- WORK INSTRUCTION: How many lines in the records below contain the word "definitions"? Answer with the number alone.

- THE DATA:
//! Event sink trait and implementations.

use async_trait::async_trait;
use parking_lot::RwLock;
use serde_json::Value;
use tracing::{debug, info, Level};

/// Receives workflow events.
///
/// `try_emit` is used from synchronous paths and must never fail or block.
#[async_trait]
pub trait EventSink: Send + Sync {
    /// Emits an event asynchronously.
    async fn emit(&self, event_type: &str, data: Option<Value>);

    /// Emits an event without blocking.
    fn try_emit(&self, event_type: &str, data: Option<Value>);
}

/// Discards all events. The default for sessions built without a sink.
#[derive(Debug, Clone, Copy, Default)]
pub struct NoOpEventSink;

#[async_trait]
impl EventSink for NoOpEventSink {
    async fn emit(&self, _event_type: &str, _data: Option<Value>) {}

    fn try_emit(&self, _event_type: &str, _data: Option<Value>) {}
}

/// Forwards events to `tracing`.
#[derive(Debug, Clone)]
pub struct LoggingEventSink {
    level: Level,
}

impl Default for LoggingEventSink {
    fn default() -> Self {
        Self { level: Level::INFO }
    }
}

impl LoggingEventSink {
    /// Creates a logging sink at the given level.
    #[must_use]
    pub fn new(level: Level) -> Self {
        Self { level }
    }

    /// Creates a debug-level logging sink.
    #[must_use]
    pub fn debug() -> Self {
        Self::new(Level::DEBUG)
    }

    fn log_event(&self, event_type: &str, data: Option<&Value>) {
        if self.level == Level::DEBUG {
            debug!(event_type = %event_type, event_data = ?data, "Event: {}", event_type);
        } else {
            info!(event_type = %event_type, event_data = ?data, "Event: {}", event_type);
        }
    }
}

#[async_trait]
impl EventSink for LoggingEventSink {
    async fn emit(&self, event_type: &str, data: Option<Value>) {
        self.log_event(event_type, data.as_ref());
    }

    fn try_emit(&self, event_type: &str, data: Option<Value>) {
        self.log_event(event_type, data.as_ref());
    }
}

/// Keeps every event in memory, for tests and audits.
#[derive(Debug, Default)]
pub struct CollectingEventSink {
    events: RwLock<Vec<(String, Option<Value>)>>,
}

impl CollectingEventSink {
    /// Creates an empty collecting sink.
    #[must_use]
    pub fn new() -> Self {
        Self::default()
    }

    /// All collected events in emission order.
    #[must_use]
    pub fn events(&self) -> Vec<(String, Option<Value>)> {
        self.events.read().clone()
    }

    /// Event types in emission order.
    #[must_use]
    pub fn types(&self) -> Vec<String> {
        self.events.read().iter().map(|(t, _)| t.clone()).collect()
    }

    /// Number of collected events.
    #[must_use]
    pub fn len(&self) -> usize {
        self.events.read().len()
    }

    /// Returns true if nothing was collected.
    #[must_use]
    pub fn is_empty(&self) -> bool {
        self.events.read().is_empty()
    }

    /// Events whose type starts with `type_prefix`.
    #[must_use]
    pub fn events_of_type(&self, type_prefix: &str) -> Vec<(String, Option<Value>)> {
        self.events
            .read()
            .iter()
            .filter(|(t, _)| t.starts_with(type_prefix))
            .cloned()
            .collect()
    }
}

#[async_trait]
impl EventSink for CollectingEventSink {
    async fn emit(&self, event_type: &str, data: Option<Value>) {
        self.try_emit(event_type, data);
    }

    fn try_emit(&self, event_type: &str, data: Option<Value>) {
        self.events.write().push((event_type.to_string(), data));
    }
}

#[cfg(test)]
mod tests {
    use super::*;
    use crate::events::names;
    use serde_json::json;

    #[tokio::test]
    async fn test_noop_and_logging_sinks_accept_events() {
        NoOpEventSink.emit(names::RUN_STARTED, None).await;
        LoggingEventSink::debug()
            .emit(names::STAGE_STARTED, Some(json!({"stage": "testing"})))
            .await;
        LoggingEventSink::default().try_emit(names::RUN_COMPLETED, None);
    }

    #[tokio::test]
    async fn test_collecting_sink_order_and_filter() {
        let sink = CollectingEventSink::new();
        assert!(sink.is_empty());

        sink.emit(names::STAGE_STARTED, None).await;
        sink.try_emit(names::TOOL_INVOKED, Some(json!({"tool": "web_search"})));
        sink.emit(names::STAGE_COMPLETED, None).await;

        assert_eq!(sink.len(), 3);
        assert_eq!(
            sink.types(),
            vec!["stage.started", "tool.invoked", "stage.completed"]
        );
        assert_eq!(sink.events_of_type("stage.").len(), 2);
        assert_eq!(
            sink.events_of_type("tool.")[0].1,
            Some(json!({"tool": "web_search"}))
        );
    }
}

--

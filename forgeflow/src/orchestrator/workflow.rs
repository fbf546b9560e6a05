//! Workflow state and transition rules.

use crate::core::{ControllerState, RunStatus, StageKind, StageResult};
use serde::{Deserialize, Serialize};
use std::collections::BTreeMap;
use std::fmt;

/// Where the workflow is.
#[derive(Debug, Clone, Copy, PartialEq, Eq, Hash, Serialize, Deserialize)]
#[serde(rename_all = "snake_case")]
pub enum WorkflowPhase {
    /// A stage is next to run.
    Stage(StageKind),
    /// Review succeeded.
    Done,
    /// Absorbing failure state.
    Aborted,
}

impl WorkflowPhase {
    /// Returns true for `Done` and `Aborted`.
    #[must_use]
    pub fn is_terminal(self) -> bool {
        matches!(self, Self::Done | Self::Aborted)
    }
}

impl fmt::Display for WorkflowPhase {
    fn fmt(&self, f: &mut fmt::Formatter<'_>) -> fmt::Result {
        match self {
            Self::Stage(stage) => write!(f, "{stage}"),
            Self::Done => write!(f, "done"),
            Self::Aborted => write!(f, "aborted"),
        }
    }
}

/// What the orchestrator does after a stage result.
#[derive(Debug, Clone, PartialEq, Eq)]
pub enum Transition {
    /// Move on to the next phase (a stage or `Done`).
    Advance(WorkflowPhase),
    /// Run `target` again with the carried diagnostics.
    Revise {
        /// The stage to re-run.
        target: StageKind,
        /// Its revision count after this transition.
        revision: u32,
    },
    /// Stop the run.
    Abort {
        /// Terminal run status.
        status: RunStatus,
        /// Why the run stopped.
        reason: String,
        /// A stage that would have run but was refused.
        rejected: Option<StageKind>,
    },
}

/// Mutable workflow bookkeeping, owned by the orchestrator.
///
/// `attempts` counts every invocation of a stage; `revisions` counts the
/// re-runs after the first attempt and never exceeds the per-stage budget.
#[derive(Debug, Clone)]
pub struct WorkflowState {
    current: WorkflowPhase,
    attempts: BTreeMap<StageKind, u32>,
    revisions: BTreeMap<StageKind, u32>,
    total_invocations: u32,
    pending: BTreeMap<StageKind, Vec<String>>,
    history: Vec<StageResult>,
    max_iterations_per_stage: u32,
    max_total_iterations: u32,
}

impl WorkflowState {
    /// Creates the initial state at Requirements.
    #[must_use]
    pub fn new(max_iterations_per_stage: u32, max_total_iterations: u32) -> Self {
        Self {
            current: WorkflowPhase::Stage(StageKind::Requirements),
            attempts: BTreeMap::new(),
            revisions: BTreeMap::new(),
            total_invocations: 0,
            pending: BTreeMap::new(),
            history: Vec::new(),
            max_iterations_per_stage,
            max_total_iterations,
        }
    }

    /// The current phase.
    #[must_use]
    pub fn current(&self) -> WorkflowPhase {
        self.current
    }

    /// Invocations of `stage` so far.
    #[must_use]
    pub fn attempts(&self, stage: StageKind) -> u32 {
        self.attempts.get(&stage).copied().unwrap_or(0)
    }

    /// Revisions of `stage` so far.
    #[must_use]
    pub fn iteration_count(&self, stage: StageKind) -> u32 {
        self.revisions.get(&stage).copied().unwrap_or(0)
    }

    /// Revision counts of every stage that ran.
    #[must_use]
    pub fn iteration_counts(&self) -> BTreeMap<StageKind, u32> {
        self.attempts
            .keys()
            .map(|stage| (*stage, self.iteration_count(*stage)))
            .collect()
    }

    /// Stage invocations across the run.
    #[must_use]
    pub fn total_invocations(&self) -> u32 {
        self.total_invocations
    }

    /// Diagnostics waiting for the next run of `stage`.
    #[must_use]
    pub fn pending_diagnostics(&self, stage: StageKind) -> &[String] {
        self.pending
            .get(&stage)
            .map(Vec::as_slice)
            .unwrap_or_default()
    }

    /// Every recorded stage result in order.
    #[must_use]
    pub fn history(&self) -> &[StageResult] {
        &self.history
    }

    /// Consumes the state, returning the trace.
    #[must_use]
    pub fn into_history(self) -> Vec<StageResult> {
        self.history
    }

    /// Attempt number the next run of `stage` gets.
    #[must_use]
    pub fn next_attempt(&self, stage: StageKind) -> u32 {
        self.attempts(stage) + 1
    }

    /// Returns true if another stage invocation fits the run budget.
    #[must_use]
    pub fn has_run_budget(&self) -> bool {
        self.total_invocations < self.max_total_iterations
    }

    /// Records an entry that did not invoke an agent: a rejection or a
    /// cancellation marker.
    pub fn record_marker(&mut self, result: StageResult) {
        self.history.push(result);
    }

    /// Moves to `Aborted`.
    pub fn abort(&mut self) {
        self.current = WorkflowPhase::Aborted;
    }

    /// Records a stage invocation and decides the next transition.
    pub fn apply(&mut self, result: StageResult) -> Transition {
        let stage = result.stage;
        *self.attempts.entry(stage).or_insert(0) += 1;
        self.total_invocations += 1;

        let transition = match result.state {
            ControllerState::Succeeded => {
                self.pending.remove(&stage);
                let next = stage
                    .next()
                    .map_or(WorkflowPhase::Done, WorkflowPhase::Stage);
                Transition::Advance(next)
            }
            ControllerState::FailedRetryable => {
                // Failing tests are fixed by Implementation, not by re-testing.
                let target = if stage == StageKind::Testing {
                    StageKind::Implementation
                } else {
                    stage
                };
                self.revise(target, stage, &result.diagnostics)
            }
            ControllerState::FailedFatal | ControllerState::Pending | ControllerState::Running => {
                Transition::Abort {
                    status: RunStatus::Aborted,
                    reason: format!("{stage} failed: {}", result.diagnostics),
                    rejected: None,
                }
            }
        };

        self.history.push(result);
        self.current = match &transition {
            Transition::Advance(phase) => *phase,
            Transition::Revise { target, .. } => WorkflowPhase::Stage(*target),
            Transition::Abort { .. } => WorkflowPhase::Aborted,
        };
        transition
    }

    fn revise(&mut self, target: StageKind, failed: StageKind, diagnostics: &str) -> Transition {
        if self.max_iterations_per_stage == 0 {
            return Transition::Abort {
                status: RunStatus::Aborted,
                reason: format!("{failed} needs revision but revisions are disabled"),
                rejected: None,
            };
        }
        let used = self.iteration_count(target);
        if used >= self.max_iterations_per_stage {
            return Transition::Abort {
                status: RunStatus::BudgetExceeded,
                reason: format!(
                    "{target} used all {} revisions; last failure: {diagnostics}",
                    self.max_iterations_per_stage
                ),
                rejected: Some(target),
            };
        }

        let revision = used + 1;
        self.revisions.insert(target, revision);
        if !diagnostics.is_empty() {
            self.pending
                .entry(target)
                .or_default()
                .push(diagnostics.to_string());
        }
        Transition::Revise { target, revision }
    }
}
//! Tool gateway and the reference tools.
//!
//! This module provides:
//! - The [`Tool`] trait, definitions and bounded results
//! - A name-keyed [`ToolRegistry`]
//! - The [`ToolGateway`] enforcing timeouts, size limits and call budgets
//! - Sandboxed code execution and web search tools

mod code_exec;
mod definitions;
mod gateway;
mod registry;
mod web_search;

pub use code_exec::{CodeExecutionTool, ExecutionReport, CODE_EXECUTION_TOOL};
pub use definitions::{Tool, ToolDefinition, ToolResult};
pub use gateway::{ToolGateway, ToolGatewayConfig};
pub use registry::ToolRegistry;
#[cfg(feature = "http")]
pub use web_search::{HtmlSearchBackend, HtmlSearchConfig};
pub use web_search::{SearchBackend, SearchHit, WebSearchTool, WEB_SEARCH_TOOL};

- OUTPUT BELOW: 3